Exercise description
Look below for the line containing "impl ItineraryStore for" and the line containing "async fn list_itineraries(&self, user_id: Uuid)"; repeat exactly those two lines and all lines between them, and nothing else.

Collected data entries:

|---|

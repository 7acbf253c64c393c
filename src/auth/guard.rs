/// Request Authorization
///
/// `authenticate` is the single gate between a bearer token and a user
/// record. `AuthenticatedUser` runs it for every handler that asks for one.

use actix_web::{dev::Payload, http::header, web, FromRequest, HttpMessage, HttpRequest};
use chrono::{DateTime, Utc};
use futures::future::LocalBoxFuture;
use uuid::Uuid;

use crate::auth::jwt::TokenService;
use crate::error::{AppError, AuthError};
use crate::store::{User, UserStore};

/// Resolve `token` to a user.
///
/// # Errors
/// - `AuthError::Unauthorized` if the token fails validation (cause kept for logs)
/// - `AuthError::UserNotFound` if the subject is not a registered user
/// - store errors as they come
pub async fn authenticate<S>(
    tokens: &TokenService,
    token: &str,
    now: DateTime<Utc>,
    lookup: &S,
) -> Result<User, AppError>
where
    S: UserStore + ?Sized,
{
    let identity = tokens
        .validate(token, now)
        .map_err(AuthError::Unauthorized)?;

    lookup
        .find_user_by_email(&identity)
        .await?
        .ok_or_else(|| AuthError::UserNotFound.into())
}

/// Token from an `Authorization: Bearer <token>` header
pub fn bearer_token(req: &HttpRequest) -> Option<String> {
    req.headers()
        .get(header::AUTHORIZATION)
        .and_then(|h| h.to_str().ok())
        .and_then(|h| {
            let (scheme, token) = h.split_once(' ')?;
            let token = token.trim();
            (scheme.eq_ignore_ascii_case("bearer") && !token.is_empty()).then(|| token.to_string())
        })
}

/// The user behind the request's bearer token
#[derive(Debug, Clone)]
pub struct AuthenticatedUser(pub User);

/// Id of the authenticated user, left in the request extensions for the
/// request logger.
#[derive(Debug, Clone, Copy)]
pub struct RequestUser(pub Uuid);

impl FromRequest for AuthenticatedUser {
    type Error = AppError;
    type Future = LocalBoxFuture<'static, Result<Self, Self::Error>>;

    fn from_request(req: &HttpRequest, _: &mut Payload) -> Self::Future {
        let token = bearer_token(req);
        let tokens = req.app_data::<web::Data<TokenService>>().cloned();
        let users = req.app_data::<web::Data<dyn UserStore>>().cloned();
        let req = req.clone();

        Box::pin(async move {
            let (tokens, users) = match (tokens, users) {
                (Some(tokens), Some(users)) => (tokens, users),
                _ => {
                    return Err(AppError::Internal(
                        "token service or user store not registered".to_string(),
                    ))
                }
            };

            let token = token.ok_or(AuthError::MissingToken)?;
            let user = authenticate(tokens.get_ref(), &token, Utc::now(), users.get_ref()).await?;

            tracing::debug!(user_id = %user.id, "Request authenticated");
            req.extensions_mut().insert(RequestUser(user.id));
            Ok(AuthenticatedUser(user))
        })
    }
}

|---|

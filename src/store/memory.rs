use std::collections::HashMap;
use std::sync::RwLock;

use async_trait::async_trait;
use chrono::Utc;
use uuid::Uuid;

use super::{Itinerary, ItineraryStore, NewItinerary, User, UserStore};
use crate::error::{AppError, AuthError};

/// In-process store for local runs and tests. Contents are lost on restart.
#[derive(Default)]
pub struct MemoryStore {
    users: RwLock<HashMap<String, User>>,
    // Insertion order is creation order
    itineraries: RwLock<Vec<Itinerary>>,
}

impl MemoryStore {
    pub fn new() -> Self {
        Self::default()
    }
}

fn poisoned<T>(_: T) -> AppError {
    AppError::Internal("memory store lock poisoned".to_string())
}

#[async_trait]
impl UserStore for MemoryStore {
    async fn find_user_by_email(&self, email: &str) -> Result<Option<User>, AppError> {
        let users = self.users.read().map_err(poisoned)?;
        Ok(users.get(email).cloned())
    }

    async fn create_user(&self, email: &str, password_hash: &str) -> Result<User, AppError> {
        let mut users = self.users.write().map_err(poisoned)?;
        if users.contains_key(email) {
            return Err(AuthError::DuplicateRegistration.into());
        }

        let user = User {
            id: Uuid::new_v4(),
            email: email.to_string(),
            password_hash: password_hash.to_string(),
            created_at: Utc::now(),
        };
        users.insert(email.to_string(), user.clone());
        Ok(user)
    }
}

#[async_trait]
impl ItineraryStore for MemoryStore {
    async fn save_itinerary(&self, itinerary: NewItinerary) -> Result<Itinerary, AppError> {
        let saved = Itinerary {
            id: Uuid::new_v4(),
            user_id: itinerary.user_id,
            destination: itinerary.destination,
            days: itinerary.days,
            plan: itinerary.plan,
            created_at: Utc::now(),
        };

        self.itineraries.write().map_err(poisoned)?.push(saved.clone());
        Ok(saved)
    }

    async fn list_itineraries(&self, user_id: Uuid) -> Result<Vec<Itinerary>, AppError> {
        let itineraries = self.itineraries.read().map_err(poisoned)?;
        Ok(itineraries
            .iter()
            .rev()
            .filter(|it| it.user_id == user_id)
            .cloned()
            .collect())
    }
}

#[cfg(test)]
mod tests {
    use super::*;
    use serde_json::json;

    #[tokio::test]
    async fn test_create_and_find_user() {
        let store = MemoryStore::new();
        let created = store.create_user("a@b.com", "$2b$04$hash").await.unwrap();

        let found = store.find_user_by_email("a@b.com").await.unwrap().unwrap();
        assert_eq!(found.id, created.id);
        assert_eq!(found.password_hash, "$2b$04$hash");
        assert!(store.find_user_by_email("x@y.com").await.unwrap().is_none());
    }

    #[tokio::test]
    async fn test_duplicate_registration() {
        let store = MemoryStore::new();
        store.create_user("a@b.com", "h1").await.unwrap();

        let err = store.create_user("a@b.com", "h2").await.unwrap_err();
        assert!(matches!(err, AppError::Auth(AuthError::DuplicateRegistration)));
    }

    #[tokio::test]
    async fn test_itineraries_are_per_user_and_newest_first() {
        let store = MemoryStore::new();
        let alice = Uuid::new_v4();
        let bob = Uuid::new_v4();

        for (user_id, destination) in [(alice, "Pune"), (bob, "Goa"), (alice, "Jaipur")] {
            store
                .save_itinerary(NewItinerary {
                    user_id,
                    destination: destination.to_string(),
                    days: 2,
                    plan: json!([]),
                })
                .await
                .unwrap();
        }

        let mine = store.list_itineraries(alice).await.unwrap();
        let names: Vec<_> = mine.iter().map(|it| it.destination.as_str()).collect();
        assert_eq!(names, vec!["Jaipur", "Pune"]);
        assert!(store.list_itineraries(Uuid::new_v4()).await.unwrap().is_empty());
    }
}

|---|

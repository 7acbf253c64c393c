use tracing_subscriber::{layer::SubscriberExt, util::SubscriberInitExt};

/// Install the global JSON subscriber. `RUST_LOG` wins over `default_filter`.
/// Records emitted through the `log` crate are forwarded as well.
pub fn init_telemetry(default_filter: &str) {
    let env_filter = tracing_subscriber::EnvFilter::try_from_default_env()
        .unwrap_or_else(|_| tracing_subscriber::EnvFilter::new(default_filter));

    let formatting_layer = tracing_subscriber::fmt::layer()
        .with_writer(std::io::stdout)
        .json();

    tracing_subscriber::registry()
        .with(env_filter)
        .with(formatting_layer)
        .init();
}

|---|

Problem solution
impl ItineraryStore for MemoryStore {
    async fn save_itinerary(&self, itinerary: NewItinerary) -> Result<Itinerary, AppError> {
        let saved = Itinerary {
            id: Uuid::new_v4(),
            user_id: itinerary.user_id,
            destination: itinerary.destination,
            days: itinerary.days,
            plan: itinerary.plan,
            created_at: Utc::now(),
        };

        self.itineraries.write().map_err(poisoned)?.push(saved.clone());
        Ok(saved)
    }

    async fn list_itineraries(&self, user_id: Uuid) -> Result<Vec<Itinerary>, AppError> {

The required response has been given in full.